- Required action -
Find every line below where the string "FIELDS" shows up, and copy those lines.

- Data -
════════
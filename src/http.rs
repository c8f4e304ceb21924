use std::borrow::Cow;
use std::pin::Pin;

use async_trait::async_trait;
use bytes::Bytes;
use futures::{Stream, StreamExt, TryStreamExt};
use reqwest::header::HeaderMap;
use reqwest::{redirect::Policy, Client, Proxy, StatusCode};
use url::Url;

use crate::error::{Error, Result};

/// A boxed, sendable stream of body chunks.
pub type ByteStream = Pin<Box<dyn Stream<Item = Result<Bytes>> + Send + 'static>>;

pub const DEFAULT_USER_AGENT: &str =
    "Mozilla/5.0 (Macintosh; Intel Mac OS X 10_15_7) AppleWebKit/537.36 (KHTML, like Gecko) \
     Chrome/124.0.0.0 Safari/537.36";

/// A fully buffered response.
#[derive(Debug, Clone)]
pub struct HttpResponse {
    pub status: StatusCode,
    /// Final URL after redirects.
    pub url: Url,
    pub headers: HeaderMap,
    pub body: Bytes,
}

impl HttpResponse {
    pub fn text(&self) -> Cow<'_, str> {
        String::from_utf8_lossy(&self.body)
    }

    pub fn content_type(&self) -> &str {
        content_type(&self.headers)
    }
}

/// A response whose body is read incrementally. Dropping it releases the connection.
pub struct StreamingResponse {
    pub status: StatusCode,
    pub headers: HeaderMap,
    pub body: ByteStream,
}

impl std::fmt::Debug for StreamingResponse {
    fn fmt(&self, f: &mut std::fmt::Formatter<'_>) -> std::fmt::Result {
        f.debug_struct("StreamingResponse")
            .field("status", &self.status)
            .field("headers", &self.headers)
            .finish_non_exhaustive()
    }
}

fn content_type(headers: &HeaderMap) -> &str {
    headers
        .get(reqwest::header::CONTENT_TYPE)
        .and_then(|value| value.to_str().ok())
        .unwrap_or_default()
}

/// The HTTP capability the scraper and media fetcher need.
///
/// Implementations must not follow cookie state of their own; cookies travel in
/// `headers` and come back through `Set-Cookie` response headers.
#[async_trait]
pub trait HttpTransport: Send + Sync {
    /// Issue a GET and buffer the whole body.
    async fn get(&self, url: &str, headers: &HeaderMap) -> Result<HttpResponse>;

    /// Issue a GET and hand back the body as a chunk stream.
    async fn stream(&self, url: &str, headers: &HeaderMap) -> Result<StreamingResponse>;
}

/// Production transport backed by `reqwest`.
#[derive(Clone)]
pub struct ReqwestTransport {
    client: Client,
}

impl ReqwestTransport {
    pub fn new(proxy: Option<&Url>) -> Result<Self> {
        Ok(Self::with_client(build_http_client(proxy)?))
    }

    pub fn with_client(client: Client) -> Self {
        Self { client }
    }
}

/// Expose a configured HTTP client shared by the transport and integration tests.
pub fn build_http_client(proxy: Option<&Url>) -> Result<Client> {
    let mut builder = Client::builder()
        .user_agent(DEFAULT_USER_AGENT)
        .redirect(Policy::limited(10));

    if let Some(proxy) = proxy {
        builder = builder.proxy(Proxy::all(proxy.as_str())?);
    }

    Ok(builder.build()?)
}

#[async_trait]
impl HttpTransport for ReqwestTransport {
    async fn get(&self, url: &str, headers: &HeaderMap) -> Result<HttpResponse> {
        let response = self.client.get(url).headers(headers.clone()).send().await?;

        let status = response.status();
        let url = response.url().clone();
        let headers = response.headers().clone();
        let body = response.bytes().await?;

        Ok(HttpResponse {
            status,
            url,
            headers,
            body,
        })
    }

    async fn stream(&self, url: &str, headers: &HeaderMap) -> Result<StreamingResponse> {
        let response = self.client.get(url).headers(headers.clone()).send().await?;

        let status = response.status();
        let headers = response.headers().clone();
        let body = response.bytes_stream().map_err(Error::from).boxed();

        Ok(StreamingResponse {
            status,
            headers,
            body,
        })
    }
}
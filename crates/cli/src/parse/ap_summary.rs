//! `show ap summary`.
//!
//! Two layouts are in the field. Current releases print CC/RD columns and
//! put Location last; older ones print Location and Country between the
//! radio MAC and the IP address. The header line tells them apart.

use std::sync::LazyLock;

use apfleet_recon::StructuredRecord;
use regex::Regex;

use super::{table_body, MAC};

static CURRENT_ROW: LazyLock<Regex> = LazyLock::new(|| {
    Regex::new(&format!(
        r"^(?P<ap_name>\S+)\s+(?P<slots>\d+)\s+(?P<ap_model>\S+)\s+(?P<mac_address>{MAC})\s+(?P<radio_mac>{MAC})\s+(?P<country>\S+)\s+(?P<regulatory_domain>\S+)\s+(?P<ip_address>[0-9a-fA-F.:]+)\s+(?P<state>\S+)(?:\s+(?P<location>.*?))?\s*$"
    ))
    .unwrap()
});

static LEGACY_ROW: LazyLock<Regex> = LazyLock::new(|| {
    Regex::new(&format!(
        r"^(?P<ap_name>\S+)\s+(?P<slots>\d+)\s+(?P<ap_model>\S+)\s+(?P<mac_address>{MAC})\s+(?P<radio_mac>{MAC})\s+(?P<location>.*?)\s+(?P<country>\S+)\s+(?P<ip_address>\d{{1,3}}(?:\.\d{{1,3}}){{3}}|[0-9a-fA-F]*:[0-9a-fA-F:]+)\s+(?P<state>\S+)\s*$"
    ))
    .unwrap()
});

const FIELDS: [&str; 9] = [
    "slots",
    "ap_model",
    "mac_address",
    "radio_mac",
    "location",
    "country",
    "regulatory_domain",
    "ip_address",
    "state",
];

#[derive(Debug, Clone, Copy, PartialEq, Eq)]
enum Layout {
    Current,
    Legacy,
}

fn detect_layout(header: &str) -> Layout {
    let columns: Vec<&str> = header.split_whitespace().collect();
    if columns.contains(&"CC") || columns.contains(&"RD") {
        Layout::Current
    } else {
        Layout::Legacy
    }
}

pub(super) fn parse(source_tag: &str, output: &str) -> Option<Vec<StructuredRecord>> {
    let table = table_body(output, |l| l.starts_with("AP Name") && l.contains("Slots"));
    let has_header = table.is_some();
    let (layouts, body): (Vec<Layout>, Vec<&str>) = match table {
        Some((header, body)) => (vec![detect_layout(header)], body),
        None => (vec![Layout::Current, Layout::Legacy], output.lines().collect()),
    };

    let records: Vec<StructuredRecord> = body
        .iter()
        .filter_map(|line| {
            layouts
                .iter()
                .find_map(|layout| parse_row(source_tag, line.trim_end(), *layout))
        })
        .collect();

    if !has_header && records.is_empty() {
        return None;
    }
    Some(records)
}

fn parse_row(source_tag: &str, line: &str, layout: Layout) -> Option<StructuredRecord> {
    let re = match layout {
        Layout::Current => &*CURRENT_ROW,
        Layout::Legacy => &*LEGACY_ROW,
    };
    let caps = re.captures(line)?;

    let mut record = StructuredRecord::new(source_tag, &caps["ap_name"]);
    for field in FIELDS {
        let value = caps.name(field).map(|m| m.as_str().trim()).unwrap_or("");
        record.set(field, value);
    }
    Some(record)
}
════════
- Final answer -
const FIELDS: [&str; 9] = [
    for field in FIELDS {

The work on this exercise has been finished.